- EXERCISE BRIEF -
Out of the data below, copy every line with the string "async".

(Saved entries)
____

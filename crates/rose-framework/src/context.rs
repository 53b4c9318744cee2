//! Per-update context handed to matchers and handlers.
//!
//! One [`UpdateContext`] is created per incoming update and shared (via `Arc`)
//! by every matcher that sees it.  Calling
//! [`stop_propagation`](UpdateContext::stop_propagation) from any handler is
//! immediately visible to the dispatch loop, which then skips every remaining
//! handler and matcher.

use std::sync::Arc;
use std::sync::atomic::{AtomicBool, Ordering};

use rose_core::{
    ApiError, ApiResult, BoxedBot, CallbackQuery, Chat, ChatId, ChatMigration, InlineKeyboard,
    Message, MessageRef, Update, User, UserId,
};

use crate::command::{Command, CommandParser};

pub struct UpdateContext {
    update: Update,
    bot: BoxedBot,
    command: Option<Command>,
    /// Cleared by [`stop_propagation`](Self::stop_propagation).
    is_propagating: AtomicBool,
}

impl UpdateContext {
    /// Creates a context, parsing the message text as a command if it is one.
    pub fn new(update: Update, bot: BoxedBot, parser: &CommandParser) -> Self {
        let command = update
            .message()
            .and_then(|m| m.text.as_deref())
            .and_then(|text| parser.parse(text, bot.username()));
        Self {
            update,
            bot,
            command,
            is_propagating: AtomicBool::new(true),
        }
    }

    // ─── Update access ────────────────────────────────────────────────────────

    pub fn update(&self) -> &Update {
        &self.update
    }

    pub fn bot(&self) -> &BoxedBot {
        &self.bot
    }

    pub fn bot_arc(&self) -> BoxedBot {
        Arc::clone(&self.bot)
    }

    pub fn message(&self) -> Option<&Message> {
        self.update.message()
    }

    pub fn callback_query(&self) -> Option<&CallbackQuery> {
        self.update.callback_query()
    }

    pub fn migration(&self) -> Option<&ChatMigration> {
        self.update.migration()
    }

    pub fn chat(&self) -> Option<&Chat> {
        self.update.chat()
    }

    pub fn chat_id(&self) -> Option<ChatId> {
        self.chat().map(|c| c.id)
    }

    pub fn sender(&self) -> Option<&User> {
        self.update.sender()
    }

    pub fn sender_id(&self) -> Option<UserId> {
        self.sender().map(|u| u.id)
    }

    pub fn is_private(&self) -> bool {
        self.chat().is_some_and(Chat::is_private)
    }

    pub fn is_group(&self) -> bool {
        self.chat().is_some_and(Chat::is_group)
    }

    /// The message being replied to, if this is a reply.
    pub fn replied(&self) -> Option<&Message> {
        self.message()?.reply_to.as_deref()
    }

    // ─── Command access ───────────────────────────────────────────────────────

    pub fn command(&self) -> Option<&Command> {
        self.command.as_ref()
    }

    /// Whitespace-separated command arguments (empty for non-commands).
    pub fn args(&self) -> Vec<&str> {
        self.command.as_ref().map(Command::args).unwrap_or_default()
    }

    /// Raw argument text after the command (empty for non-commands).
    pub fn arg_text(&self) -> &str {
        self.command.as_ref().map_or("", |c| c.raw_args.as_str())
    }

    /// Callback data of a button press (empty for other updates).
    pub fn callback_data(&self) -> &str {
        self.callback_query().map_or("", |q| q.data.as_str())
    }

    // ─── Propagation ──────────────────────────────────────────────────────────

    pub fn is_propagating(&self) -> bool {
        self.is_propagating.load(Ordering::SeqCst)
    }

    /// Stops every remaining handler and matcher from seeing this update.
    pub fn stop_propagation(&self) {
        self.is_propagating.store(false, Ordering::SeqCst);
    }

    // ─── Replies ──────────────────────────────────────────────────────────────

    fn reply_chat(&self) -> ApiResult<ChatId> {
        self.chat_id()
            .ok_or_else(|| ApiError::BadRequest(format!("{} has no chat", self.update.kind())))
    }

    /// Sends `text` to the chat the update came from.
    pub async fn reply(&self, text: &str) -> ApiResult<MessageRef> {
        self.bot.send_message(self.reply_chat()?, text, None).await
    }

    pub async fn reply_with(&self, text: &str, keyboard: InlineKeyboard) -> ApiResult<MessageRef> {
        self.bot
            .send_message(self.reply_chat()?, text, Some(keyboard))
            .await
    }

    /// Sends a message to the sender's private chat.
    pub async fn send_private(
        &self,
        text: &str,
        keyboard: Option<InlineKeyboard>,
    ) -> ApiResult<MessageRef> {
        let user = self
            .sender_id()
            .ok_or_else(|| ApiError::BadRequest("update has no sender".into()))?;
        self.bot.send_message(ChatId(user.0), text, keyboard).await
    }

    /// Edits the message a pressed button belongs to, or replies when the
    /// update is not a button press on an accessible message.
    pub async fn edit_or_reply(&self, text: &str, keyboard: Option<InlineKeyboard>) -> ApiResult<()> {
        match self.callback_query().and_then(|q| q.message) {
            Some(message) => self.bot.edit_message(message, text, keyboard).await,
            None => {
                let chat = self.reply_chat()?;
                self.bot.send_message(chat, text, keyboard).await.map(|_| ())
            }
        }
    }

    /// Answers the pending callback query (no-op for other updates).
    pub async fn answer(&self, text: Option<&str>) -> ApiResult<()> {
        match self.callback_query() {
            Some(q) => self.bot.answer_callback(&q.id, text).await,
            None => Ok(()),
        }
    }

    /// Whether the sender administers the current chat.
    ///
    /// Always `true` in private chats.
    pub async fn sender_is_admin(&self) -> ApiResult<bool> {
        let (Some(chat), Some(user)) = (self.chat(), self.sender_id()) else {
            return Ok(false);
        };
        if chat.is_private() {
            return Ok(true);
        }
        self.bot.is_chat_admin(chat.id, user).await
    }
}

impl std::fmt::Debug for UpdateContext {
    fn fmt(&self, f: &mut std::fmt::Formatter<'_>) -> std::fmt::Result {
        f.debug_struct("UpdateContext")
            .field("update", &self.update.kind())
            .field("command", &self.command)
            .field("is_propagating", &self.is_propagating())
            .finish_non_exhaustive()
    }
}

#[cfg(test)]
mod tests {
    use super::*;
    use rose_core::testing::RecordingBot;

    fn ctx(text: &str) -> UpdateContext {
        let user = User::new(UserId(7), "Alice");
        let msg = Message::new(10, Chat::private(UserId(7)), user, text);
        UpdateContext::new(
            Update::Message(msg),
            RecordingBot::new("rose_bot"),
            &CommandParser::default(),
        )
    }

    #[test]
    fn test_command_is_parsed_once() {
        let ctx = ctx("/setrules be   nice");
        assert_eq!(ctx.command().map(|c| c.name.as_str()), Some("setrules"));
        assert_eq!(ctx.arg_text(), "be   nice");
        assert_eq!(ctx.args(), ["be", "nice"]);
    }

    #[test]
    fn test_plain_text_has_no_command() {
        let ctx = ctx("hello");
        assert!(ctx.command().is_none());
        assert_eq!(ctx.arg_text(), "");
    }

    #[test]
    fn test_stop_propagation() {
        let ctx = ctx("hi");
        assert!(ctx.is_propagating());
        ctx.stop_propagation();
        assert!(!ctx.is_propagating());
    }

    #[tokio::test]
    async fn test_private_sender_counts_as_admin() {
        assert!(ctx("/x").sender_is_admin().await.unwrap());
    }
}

____

- TASK SOLUTION -
    pub async fn reply(&self, text: &str) -> ApiResult<MessageRef> {
    pub async fn reply_with(&self, text: &str, keyboard: InlineKeyboard) -> ApiResult<MessageRef> {
    pub async fn send_private(
    pub async fn edit_or_reply(&self, text: &str, keyboard: Option<InlineKeyboard>) -> ApiResult<()> {
    pub async fn answer(&self, text: Option<&str>) -> ApiResult<()> {
    pub async fn sender_is_admin(&self) -> ApiResult<bool> {
    async fn test_private_sender_counts_as_admin() {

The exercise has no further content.